(Adds detail on GDP breakdown)
By Jamie McGeever
BRASILIA, March 26 (Reuters) - Brazil’s central bank on Thursday slashed its 2020 economic growth forecast to zero percent from 2.2%, citing the shock from the coronavirus pandemic to domestic activity and warning that a high degree of uncertainty surrounded the outlook.
The central bank’s latest forecast, in line with the government’s revised outlook, predicts a sharp contraction in the second quarter followed by a rebound in the second half of the year, according to its quarterly inflation report.
The central bank also lowered its inflation outlook for this year to 3.0% from 3.5% in its previous inflation report, based on market projections for interest rates and a stable exchange rate of 4.75 reais per dollar.
That would be a full percentage point below its official 2020 target of 4.0%.
“In terms of the path for GDP this year, the forecast is for a sharp decline the second quarter, followed by a notable rebound in the last two quarters of the year,” it added.
Some of the central bank’s downward revisions from its projections three months ago were significant.

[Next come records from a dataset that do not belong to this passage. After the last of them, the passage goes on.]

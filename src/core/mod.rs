// Core algorithm exports
pub mod distance;
pub mod filters;
pub mod summary;

pub use distance::{haversine_distance, round_km};
pub use filters::{apply_filters, matches_filter};
pub use summary::{classify, summarize, AmenityReduction};
// Service exports
pub mod listings;
pub mod overpass;

pub use listings::{ListingStore, ListingsError};
pub use overpass::{NearbyAmenities, OverpassClient, OverpassError};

Brazilian industry is now forecast to contract by 0.5% this year instead of growing 2.9%, and fixed business investment to shrink by 1.1% instead of growing 4.1%.
Services, which accounts for almost two-thirds of all economic activity, is expected to show zero growth this year instead of expanding by 1.7%, the central bank said. Only agribusiness is expected to grow at the same rate, 2.9%, as predicted three months ago.

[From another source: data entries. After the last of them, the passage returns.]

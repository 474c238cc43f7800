use std::collections::HashMap;
use std::sync::Arc;

use crate::bounds::Aabb;
use crate::frustum::Frustum;
use crate::mesh::Mesh;
use crate::render::{RenderBackend, ShaderProgram, uniforms};
use crate::transform::Transform;

/// A loaded asset: meshes with node transforms baked into their vertices,
/// placed as a whole by one [`Transform`].
#[derive(Clone, Debug, Default)]
pub struct Model {
    pub meshes: Vec<Mesh>,
    pub transform: Transform,
}

impl Model {
    pub fn new() -> Self {
        Self::default()
    }

    /// Union of all mesh bounds, in model space.
    pub fn bounds(&self) -> Aabb {
        self.meshes
            .iter()
            .filter(|mesh| !mesh.bounds.is_empty())
            .fold(Aabb::EMPTY, |mut acc, mesh| {
                acc.extend(mesh.bounds.min);
                acc.extend(mesh.bounds.max);
                acc
            })
    }

    /// Model bounds moved into world space by the model transform.
    pub fn world_bounds(&self) -> Aabb {
        self.bounds().transformed(&self.transform.matrix())
    }

    /// Returns true unless the frustum rejects the world bounds.
    pub fn is_visible(&self, frustum: &Frustum) -> bool {
        let bounds = self.world_bounds();
        bounds.is_empty() || frustum.contains_aabb(&bounds)
    }

    /// Uploads every mesh. Meshes sharing a decoded image share one backend
    /// texture.
    pub fn upload(&mut self, backend: &mut impl RenderBackend) {
        let mut created = HashMap::new();
        for mesh in self.meshes.iter_mut().filter(|mesh| !mesh.is_uploaded()) {
            let texture = mesh.material.texture.clone().map(|texture| {
                *created
                    .entry(Arc::as_ptr(&texture))
                    .or_insert_with(|| backend.create_texture(&texture))
            });
            mesh.upload_with_texture(backend, texture);
        }
    }

    /// Uploads the model matrix and draws every mesh.
    ///
    /// With a frustum, the whole model is skipped when its world bounds are
    /// outside. Returns whether anything was drawn.
    pub fn render<S: ShaderProgram>(
        &self,
        shader: &mut S,
        backend: &mut impl RenderBackend,
        frustum: Option<&Frustum>,
    ) -> bool {
        self.render_at(&self.transform, shader, backend, frustum)
    }

    /// Like [`Model::render`], placed by `transform` instead of the model's
    /// own. Lets several entities share one loaded model.
    pub fn render_at<S: ShaderProgram>(
        &self,
        transform: &Transform,
        shader: &mut S,
        backend: &mut impl RenderBackend,
        frustum: Option<&Frustum>,
    ) -> bool {
        let matrix = transform.matrix();
        if let Some(frustum) = frustum {
            let bounds = self.bounds().transformed(&matrix);
            if !bounds.is_empty() && !frustum.contains_aabb(&bounds) {
                return false;
            }
        }

        shader.use_program();
        shader.upload_mat4(uniforms::MODEL_MATRIX, &matrix);
        for mesh in &self.meshes {
            mesh.render(shader, backend);
        }
        true
    }
}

“The magnitude of the pandemic’s impact on domestic economic activity will depend on the severity and extent of the outbreak in the country, and the measures being taken in various areas” to combat it, the central bank said.
The central bank has taken a range of measures to pump liquidity into Brazil’s banking system and financial markets to mitigate the impact of the crisis, while the government is also providing support for people and businesses hardest hit by the sudden shutdown.
The central bank also revised its 2020 trade surplus forecast to $33.5 billion from $32 billion in its previous report three months ago, and lowered its current account deficit estimate for this year to $41 billion from $57.7 billion.
The current account deficit will be financed by estimated foreign direct investment inflows this year of $60 billion, down from the central bank’s previous estimate of $80 billion. (Reporting by Jamie McGeever Editing by Brad Haynes and Bernadette Baum)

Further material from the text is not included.